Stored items
--------------------------------
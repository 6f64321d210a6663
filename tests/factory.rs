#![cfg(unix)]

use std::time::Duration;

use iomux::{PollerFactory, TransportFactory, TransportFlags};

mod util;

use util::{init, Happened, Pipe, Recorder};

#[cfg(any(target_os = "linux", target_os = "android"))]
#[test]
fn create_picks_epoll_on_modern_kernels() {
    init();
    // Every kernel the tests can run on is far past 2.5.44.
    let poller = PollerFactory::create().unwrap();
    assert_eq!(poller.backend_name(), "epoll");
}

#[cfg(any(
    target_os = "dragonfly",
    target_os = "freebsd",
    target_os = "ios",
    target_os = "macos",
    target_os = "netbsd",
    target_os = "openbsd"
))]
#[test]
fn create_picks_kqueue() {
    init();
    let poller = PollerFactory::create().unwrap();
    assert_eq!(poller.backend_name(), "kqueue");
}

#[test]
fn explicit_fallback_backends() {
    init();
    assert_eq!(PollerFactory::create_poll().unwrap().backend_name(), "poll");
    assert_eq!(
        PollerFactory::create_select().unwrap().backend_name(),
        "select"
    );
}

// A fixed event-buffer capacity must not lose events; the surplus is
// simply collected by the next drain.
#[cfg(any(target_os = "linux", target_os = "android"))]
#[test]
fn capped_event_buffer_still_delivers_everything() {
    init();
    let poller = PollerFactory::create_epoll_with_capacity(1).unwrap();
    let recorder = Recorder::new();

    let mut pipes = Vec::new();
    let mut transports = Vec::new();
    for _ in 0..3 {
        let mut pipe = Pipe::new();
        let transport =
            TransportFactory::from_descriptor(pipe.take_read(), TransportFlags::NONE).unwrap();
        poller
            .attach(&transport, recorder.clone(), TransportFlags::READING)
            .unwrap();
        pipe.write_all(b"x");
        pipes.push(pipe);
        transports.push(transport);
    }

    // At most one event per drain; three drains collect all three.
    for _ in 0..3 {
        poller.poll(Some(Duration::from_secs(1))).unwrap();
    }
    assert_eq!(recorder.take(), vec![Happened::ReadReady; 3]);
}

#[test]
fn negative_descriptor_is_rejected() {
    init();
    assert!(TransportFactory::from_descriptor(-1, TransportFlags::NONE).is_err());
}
--------------------------------
**YOUR TASK:**
Using the records, find the number of lines in which the string "TransportFlags" occurs. Reply with that number alone.

**RESPONSE:**
4